- **DESCRIPTION OF THE TASK**: Across all the entries, how many lines hold "PartialEq"? Answer with that number and nothing else.

- **INPUT RECORDS**:
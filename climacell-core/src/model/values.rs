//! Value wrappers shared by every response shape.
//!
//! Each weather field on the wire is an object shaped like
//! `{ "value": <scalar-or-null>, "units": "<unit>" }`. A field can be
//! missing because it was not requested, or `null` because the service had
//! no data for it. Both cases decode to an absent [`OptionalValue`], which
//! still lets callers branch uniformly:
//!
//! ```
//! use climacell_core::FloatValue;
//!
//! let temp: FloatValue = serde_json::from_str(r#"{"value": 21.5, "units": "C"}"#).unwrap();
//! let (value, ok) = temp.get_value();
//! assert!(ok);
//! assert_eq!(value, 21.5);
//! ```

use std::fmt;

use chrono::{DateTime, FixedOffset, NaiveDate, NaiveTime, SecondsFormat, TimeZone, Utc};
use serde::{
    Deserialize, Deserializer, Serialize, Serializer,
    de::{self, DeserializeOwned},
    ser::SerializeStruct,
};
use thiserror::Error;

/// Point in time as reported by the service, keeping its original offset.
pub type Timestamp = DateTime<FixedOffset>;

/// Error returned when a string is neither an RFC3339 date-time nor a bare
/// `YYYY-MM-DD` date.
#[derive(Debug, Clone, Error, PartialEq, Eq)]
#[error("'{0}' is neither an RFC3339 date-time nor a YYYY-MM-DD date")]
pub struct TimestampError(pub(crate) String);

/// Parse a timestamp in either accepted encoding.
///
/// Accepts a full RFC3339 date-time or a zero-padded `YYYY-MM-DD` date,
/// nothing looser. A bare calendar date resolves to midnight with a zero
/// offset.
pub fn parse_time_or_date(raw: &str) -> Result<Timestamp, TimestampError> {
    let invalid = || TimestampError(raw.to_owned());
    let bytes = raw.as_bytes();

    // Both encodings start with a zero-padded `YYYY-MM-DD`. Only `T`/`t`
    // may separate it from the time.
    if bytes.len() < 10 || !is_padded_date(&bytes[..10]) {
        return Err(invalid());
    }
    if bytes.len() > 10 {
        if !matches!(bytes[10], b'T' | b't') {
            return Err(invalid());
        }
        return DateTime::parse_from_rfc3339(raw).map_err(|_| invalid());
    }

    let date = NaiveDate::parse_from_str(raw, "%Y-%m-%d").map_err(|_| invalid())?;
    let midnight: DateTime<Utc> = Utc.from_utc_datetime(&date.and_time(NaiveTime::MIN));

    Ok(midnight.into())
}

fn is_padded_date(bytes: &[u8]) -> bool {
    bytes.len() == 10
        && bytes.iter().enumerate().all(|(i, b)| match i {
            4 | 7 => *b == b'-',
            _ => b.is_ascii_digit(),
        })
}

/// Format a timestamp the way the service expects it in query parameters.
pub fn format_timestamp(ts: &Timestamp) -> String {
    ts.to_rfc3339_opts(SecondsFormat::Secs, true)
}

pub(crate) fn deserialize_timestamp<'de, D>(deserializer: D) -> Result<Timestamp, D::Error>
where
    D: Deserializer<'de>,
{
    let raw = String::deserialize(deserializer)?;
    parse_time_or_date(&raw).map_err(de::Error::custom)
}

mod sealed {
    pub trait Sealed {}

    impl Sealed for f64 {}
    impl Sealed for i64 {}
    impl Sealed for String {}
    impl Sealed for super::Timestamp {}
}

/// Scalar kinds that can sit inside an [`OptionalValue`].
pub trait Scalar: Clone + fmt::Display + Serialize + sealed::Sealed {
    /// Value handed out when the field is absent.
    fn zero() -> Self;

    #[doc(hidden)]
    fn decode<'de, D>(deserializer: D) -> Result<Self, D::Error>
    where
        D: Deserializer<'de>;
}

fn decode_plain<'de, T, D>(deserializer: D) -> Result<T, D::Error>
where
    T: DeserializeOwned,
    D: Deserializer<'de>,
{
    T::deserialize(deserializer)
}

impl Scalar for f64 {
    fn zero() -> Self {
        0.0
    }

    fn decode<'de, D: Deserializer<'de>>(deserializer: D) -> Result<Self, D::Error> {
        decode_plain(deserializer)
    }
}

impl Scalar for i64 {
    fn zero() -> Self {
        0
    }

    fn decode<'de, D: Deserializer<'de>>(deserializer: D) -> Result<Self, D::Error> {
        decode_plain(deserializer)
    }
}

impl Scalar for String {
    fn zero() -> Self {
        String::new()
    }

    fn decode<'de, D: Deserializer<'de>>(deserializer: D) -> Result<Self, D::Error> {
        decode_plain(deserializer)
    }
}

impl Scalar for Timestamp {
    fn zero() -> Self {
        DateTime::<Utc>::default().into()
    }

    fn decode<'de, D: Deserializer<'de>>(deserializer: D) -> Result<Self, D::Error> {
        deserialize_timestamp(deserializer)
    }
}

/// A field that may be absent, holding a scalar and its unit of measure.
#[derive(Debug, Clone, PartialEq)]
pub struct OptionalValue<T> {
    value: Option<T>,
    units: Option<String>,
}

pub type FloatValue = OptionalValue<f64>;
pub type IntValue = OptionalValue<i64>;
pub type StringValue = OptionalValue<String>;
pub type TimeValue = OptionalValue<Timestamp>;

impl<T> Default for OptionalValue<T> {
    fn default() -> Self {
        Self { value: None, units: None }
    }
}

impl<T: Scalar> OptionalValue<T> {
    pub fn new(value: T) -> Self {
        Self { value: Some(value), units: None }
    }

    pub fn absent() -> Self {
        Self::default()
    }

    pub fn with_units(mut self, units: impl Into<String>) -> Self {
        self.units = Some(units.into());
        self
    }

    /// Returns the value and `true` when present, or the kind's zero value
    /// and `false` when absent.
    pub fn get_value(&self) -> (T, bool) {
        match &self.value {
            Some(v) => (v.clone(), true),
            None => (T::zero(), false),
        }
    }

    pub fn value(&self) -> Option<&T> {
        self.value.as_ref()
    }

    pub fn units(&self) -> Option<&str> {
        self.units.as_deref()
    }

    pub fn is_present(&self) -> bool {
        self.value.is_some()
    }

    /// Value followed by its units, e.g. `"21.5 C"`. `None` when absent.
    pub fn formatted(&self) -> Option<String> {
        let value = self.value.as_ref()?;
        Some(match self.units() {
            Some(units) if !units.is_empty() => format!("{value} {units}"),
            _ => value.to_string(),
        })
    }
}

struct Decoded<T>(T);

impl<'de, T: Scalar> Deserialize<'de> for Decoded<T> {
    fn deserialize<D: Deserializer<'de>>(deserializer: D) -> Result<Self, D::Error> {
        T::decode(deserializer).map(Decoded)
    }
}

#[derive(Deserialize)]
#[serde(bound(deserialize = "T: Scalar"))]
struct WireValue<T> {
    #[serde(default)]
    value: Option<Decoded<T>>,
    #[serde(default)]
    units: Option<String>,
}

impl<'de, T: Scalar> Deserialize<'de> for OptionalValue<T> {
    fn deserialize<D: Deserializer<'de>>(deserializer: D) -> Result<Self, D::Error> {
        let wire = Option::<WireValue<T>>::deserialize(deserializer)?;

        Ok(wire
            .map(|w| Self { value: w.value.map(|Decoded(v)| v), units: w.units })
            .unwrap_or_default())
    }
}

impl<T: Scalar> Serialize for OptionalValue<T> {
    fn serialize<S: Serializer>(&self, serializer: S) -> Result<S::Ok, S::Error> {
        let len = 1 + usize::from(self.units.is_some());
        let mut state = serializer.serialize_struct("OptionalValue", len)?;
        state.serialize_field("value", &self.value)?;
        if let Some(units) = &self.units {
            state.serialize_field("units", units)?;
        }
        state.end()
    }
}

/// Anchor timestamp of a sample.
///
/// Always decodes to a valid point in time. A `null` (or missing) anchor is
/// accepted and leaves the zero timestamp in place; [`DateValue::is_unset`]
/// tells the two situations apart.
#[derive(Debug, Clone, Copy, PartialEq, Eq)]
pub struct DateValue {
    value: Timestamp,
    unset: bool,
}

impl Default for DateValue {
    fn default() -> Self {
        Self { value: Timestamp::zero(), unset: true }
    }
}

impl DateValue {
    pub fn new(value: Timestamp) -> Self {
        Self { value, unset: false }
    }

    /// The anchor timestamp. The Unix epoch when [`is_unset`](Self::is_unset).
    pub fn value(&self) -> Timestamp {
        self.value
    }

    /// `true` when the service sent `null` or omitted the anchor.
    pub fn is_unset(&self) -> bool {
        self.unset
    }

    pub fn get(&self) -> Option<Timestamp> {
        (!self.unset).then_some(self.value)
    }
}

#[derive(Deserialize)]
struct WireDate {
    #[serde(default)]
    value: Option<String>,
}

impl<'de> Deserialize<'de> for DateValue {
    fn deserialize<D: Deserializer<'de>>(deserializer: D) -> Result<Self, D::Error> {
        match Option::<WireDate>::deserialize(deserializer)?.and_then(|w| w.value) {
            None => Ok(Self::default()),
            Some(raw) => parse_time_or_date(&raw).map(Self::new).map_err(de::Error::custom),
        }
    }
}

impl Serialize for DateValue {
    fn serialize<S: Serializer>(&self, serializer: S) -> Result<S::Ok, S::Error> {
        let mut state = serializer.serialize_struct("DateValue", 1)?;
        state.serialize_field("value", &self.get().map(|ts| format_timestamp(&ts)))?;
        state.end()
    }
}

- **WRITTEN ANSWER**: 3